**Problem description:**
The first line of the entries below, the line containing "device has a", and every line between them should be repeated exactly, and nothing else.

Start of Source data

// Batch analysis and what-if comparison over shared snapshots

use futures::future::join_all;
use serde::{Deserialize, Serialize};
use std::path::Path;
use std::sync::Arc;
use tokio::sync::Semaphore;
use tokio::task;

use crate::address::parse_ip;
use crate::error::{AnalyzerError, AnalyzerResult};
use crate::flow::Flow;
use crate::result::{AnalysisResult, BlockedBy, Verdict};
use crate::topology::TopologySnapshot;
use crate::trace::AnalyzeOptions;

/// Upper bound on analyses running on the blocking pool at once.
const MAX_CONCURRENT_ANALYSES: usize = 64;

/// One flow as written in a flows file.
#[derive(Debug, Clone, PartialEq, Eq, Serialize, Deserialize)]
pub struct FlowRequest {
    /// Start device; located from the source address when absent
    #[serde(default, skip_serializing_if = "Option::is_none")]
    pub device: Option<String>,
    pub src: String,
    pub dst: String,
    #[serde(default = "default_protocol")]
    pub protocol: String,
    #[serde(default)]
    pub port: u16,
}

fn default_protocol() -> String {
    "tcp".to_string()
}

impl FlowRequest {
    pub fn new(src: &str, dst: &str, protocol: &str, port: u16) -> Self {
        FlowRequest {
            device: None,
            src: src.to_string(),
            dst: dst.to_string(),
            protocol: protocol.to_string(),
            port,
        }
    }

    pub fn on_device(mut self, device: &str) -> Self {
        self.device = Some(device.to_string());
        self
    }

    /// Validate the flow and pick its start device.
    pub fn resolve(&self, snapshot: &TopologySnapshot) -> AnalyzerResult<(String, Flow)> {
        let flow = Flow::parse(&self.src, &self.dst, &self.protocol, self.port)?;
        let device = match &self.device {
            Some(id) => id.clone(),
            None => snapshot
                .locate_device(parse_ip(&self.src)?)
                .map(|d| d.id().to_string())
                .ok_or_else(|| {
                    AnalyzerError::InvalidArgument(format!(
                        "no device has a zone containing {}; name a start device",
                        self.src
                    ))
                })?,
        };
        Ok((device, flow))
    }
}

#[derive(Debug, Deserialize)]
struct FlowFile {
    #[serde(default)]
    flows: Vec<FlowRequest>,
}

/// Read `flows = [...]` from a TOML file, or JSON when the extension is `.json`.
pub fn load_flows(path: &Path) -> AnalyzerResult<Vec<FlowRequest>> {
    tracing::info!("Loading flows from: {}", path.display());
    let content = std::fs::read_to_string(path)?;
    let file: FlowFile = if path
        .extension()
        .is_some_and(|ext| ext.eq_ignore_ascii_case("json"))
    {
        serde_json::from_str(&content)?
    } else {
        toml::from_str(&content)?
    };
    Ok(file.flows)
}

/// Analyze every request against one snapshot in parallel.
///
/// Results come back in request order. A request that fails keeps its error
/// in its own slot without affecting the others.
pub async fn analyze_batch(
    snapshot: Arc<TopologySnapshot>,
    requests: Vec<FlowRequest>,
    options: AnalyzeOptions,
) -> Vec<AnalyzerResult<AnalysisResult>> {
    let semaphore = Arc::new(Semaphore::new(MAX_CONCURRENT_ANALYSES));
    let total = requests.len();

    let tasks = requests.into_iter().map(|request| {
        let snapshot = snapshot.clone();
        let options = options.clone();
        let semaphore = semaphore.clone();
        async move {
            let _permit = match semaphore.acquire_owned().await {
                Ok(permit) => permit,
                Err(e) => {
                    return Err(AnalyzerError::InternalInvariant(format!(
                        "batch semaphore closed: {}",
                        e
                    )));
                }
            };
            // the per-analysis timeout starts inside the task, after the permit
            let joined = task::spawn_blocking(move || -> AnalyzerResult<AnalysisResult> {
                let (device, flow) = request.resolve(&snapshot)?;
                snapshot.analyze_path(&device, &flow, &options)
            })
            .await;
            match joined {
                Ok(result) => result,
                Err(e) => Err(AnalyzerError::InternalInvariant(format!(
                    "analysis task failed: {}",
                    e
                ))),
            }
        }
    });

    let results = join_all(tasks).await;
    let blocked = results
        .iter()
        .filter(|r| matches!(r, Ok(res) if !res.is_allowed()))
        .count();
    let failed = results.iter().filter(|r| r.is_err()).count();
    tracing::info!(
        "Batch complete: {} flow(s), {} blocked, {} failed",
        total,
        blocked,
        failed
    );
    results
}

/// A flow whose outcome differs between two snapshots.
#[derive(Debug, Clone, PartialEq, Eq, Serialize)]
pub struct VerdictChange {
    pub device: String,
    pub flow: Flow,
    pub before: Verdict,
    pub after: Verdict,
    #[serde(skip_serializing_if = "Option::is_none")]
    pub before_blocked_by: Option<BlockedBy>,
    #[serde(skip_serializing_if = "Option::is_none")]
    pub after_blocked_by: Option<BlockedBy>,
}

/// Run `requests` against `baseline` and `candidate` and report every flow
/// whose verdict or blocking rule changed.
///
/// Any per-flow error aborts the comparison, since a partial diff would hide
/// the flows that failed.
pub async fn compare(
    baseline: Arc<TopologySnapshot>,
    candidate: Arc<TopologySnapshot>,
    requests: Vec<FlowRequest>,
    options: AnalyzeOptions,
) -> AnalyzerResult<Vec<VerdictChange>> {
    let devices = requests
        .iter()
        .map(|r| r.resolve(&baseline).map(|(device, _)| device))
        .collect::<AnalyzerResult<Vec<_>>>()?;
    // pin the start device so both sides trace from the same place
    let pinned: Vec<FlowRequest> = requests
        .into_iter()
        .zip(&devices)
        .map(|(r, device)| r.on_device(device))
        .collect();

    let (before, after) = tokio::join!(
        analyze_batch(baseline, pinned.clone(), options.clone()),
        analyze_batch(candidate, pinned, options),
    );

    let mut changes = Vec::new();
    for ((device, before), after) in devices.into_iter().zip(before).zip(after) {
        let before = before?;
        let after = after?;
        if before.verdict != after.verdict || before.blocked_by != after.blocked_by {
            changes.push(VerdictChange {
                device,
                flow: before.flow,
                before: before.verdict,
                after: after.verdict,
                before_blocked_by: before.blocked_by,
                after_blocked_by: after.blocked_by,
            });
        }
    }

    tracing::info!("What-if: {} verdict change(s)", changes.len());
    Ok(changes)
}

#[cfg(test)]
mod tests {
    use super::*;
    use crate::topology::{fixtures, from_toml_str};
    use crate::trace::{CancelHandle, Deadline};
    use std::time::Duration;

    fn edge() -> Arc<TopologySnapshot> {
        Arc::new(fixtures::edge_snapshot())
    }

    #[test]
    fn test_resolve_locates_start_device() {
        let snapshot = fixtures::chain_snapshot();
        let (device, flow) = FlowRequest::new("192.168.1.10", "172.16.20.5", "tcp", 443)
            .resolve(&snapshot)
            .unwrap();
        assert_eq!(device, "fw-a");
        assert_eq!(flow.port(), 443);

        let pinned = FlowRequest::new("192.168.1.10", "172.16.20.5", "tcp", 443).on_device("fw-b");
        assert_eq!(pinned.resolve(&snapshot).unwrap().0, "fw-b");

        let nowhere = FlowRequest::new("8.8.8.8", "172.16.20.5", "tcp", 443);
        assert!(matches!(
            nowhere.resolve(&snapshot),
            Err(AnalyzerError::InvalidArgument(_))
        ));
    }

    #[test]
    fn test_load_flows_file() {
        let path = std::env::temp_dir().join(format!("fpa-flows-{}.toml", std::process::id()));
        std::fs::write(
            &path,
            r#"
            [[flows]]
            src = "192.168.1.100"
            dst = "172.16.10.50"
            port = 80

            [[flows]]
            device = "fw-edge"
            src = "10.10.1.50"
            dst = "8.8.8.8"
            protocol = "icmp"
            "#,
        )
        .unwrap();
        let flows = load_flows(&path).unwrap();
        std::fs::remove_file(&path).ok();

        assert_eq!(flows.len(), 2);
        assert_eq!(flows[0].protocol, "tcp");
        assert_eq!(flows[1].device.as_deref(), Some("fw-edge"));
        assert_eq!(flows[1].port, 0);
    }

    #[tokio::test]
    async fn test_batch_preserves_order_and_errors() {
        let requests = vec![
            FlowRequest::new("192.168.1.100", "172.16.10.50", "tcp", 80),
            FlowRequest::new("10.10.1.50", "192.168.1.10", "tcp", 22),
            FlowRequest::new("192.168.1.100", "not-an-ip", "tcp", 80),
            FlowRequest::new("192.168.1.200", "8.8.8.8", "tcp", 443),
        ];
        let results = analyze_batch(edge(), requests, AnalyzeOptions::default()).await;

        assert_eq!(results.len(), 4);
        assert!(results[0].as_ref().unwrap().is_allowed());
        assert_eq!(
            results[1].as_ref().unwrap().blocked_by.as_ref().unwrap().policy_id,
            Some(99)
        );
        assert!(matches!(results[2], Err(AnalyzerError::InvalidAddress(_))));
        assert!(results[3].as_ref().unwrap().nat_applied);
    }

    #[tokio::test]
    async fn test_batch_matches_single_analysis() {
        let snapshot = edge();
        let request = FlowRequest::new("192.168.1.100", "172.16.10.50", "tcp", 443);
        let (device, flow) = request.resolve(&snapshot).unwrap();
        let single = snapshot
            .analyze_path(&device, &flow, &AnalyzeOptions::default())
            .unwrap();

        let batch = analyze_batch(snapshot, vec![request; 8], AnalyzeOptions::default()).await;
        for result in batch {
            assert_eq!(result.unwrap(), single);
        }
    }

    #[tokio::test]
    async fn test_timeout_counts_from_each_analysis() {
        let options = AnalyzeOptions {
            timeout: Some(Duration::from_millis(200)),
            ..AnalyzeOptions::default()
        };
        // options built long before the batch runs, as the CLI does while
        // loading topology and flow files
        tokio::time::sleep(Duration::from_millis(300)).await;

        let requests = vec![FlowRequest::new("192.168.1.100", "172.16.10.50", "tcp", 443); 200];
        let results = analyze_batch(edge(), requests, options).await;

        assert_eq!(results.len(), 200);
        assert!(results.iter().all(|r| r.as_ref().is_ok_and(|res| res.is_allowed())));
    }

    #[tokio::test]
    async fn test_shared_cancel_stops_whole_batch() {
        let handle = CancelHandle::new();
        handle.cancel();
        let options = AnalyzeOptions {
            deadline: Deadline::none().with_cancel(handle),
            timeout: Some(Duration::from_secs(60)),
            ..AnalyzeOptions::default()
        };

        let requests = vec![FlowRequest::new("192.168.1.100", "172.16.10.50", "tcp", 443); 3];
        let results = analyze_batch(edge(), requests, options).await;
        assert!(
            results
                .iter()
                .all(|r| matches!(r, Err(AnalyzerError::Cancelled { hops: 0 })))
        );
    }

    #[tokio::test]
    async fn test_what_if_reports_changes() {
        // candidate drops SSH from LAN-to-DMZ
        let candidate = fixtures::EDGE_TOML.replace(
            r#"services = ["HTTP", "HTTPS", "SSH"]"#,
            r#"services = ["HTTP", "HTTPS"]"#,
        );
        let candidate = Arc::new(from_toml_str(&candidate).unwrap());

        let requests = vec![
            FlowRequest::new("192.168.1.100", "172.16.10.50", "tcp", 22),
            FlowRequest::new("192.168.1.100", "172.16.10.50", "tcp", 443),
        ];
        let changes = compare(edge(), candidate, requests, AnalyzeOptions::default())
            .await
            .unwrap();

        assert_eq!(changes.len(), 1);
        let change = &changes[0];
        assert_eq!(change.device, "fw-edge");
        assert_eq!(change.flow.port(), 22);
        assert_eq!(change.before, Verdict::Allowed);
        assert_eq!(change.after, Verdict::Blocked);
        assert!(change.before_blocked_by.is_none());
        assert_eq!(change.after_blocked_by.as_ref().unwrap().policy_id, Some(99));
    }

    #[tokio::test]
    async fn test_what_if_identical_snapshots() {
        let requests = vec![FlowRequest::new("10.10.1.50", "8.8.8.8", "udp", 53)];
        let changes = compare(edge(), edge(), requests, AnalyzeOptions::default())
            .await
            .unwrap();
        assert!(changes.is_empty());
    }
}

End of Source data

**Result:**
// Batch analysis and what-if comparison over shared snapshots

use futures::future::join_all;
use serde::{Deserialize, Serialize};
use std::path::Path;
use std::sync::Arc;
use tokio::sync::Semaphore;
use tokio::task;

use crate::address::parse_ip;
use crate::error::{AnalyzerError, AnalyzerResult};
use crate::flow::Flow;
use crate::result::{AnalysisResult, BlockedBy, Verdict};
use crate::topology::TopologySnapshot;
use crate::trace::AnalyzeOptions;

/// Upper bound on analyses running on the blocking pool at once.
const MAX_CONCURRENT_ANALYSES: usize = 64;

/// One flow as written in a flows file.
#[derive(Debug, Clone, PartialEq, Eq, Serialize, Deserialize)]
pub struct FlowRequest {
    /// Start device; located from the source address when absent
    #[serde(default, skip_serializing_if = "Option::is_none")]
    pub device: Option<String>,
    pub src: String,
    pub dst: String,
    #[serde(default = "default_protocol")]
    pub protocol: String,
    #[serde(default)]
    pub port: u16,
}

fn default_protocol() -> String {
    "tcp".to_string()
}

impl FlowRequest {
    pub fn new(src: &str, dst: &str, protocol: &str, port: u16) -> Self {
        FlowRequest {
            device: None,
            src: src.to_string(),
            dst: dst.to_string(),
            protocol: protocol.to_string(),
            port,
        }
    }

    pub fn on_device(mut self, device: &str) -> Self {
        self.device = Some(device.to_string());
        self
    }

    /// Validate the flow and pick its start device.
    pub fn resolve(&self, snapshot: &TopologySnapshot) -> AnalyzerResult<(String, Flow)> {
        let flow = Flow::parse(&self.src, &self.dst, &self.protocol, self.port)?;
        let device = match &self.device {
            Some(id) => id.clone(),
            None => snapshot
                .locate_device(parse_ip(&self.src)?)
                .map(|d| d.id().to_string())
                .ok_or_else(|| {
                    AnalyzerError::InvalidArgument(format!(
                        "no device has a zone containing {}; name a start device",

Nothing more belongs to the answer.